- **INFORMATION**
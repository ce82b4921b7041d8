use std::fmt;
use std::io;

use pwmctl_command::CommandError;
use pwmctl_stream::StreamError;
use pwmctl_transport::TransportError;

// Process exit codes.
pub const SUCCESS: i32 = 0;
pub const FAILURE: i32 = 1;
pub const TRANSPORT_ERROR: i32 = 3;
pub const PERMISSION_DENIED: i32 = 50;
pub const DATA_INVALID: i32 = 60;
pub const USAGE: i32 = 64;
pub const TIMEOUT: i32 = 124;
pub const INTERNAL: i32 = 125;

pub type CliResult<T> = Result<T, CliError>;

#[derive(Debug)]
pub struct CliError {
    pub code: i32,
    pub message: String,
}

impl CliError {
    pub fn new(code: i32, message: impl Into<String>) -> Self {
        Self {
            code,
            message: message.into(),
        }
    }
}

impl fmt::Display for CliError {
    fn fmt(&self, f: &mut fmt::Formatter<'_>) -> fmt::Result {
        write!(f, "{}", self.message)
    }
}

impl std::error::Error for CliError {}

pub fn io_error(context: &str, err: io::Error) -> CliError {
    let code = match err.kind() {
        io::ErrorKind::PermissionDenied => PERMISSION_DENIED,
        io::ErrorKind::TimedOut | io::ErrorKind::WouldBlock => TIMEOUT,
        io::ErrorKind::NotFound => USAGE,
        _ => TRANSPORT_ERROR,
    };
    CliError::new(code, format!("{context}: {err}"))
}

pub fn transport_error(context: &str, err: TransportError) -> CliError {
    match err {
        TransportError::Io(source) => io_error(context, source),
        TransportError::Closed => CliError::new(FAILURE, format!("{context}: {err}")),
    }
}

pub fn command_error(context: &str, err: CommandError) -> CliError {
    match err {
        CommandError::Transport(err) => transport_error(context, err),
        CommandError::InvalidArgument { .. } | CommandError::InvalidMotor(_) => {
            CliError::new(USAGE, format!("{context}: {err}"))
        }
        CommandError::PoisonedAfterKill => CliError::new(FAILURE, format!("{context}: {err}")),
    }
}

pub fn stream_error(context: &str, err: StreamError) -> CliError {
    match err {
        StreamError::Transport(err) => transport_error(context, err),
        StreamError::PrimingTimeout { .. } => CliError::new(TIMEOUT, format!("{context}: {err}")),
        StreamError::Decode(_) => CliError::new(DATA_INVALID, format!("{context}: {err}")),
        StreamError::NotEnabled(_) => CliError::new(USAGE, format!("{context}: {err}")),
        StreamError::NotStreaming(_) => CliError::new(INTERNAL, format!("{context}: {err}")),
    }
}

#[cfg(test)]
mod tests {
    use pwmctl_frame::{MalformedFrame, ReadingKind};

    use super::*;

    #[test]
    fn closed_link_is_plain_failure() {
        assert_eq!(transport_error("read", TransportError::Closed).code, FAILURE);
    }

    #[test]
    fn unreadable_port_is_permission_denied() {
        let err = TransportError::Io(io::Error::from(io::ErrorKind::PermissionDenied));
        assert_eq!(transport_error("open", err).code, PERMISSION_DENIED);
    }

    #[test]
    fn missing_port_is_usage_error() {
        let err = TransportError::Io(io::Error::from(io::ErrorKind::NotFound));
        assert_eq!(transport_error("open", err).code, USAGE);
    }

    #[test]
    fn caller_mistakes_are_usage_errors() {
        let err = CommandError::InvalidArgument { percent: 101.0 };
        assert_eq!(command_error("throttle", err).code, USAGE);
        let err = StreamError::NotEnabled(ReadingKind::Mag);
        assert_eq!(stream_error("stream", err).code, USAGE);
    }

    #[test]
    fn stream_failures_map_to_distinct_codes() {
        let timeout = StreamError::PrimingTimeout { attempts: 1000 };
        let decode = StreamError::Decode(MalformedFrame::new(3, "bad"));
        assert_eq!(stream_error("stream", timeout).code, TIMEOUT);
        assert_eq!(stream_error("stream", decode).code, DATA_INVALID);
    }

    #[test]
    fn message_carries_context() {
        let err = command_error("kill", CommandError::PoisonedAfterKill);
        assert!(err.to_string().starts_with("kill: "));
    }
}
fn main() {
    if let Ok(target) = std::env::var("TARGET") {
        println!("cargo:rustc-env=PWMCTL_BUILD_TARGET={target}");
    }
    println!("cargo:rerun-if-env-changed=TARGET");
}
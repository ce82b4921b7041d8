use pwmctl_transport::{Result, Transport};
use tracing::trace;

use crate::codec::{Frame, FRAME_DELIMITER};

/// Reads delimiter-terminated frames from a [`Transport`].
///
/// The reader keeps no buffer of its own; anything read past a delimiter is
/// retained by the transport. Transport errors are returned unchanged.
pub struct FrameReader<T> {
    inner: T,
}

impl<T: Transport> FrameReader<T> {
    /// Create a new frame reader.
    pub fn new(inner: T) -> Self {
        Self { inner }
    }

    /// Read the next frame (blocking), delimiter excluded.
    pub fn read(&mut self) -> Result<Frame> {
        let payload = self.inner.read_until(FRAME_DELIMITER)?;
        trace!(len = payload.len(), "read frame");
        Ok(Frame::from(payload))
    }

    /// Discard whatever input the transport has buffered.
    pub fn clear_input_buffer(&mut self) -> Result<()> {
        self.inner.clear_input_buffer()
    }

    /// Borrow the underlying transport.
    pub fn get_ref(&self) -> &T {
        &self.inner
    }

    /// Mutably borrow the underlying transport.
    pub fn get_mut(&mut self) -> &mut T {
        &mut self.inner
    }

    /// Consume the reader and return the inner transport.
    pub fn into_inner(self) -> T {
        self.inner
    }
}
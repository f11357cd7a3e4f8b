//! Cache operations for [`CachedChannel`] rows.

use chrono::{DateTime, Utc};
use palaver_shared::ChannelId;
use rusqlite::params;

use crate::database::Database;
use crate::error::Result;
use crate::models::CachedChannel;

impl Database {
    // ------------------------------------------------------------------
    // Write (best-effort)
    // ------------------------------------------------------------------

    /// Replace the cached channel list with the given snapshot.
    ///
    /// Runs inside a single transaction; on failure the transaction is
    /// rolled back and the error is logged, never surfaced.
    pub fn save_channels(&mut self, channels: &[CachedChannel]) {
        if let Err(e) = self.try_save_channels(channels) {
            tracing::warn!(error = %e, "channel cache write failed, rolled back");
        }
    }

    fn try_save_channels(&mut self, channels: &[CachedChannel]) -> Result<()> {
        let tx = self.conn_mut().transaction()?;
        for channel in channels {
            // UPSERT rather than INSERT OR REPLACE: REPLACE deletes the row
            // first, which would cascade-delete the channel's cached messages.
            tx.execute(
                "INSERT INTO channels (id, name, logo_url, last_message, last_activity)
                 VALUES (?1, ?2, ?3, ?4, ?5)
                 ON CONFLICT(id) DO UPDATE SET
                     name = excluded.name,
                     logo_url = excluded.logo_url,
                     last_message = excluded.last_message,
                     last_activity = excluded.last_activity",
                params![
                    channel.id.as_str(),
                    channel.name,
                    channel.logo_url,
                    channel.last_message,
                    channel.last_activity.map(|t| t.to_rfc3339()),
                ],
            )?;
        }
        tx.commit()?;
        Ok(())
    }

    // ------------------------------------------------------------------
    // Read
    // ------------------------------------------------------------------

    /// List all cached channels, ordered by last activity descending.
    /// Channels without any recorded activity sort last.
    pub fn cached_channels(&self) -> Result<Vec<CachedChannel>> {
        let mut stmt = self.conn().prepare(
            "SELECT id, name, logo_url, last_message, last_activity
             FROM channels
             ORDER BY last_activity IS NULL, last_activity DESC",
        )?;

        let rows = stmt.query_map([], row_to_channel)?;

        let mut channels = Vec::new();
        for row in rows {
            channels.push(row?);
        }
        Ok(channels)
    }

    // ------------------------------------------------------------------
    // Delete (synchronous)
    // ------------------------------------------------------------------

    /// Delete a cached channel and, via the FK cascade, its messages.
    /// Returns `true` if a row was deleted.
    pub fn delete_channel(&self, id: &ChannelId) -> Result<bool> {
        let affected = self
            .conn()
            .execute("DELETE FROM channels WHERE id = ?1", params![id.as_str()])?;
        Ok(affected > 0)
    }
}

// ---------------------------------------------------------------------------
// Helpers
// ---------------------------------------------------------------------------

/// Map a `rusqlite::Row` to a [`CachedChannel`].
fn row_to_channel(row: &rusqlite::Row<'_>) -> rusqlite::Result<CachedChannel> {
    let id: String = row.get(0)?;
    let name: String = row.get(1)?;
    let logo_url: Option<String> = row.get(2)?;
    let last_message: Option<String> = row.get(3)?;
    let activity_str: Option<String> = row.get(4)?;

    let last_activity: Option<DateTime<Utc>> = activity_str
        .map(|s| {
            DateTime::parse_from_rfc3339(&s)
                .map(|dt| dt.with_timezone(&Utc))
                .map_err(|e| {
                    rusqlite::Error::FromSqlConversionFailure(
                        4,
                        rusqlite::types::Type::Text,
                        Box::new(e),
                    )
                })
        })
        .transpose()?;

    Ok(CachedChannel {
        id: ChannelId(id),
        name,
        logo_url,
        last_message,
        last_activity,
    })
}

- **EXERCISE DIRECTIONS**
Copy every line of the entries above in which "NotEnabled" occurs.

- **RESULT OF THIS EXERCISE**
        StreamError::NotEnabled(_) => CliError::new(USAGE, format!("{context}: {err}")),
        let err = StreamError::NotEnabled(ReadingKind::Mag);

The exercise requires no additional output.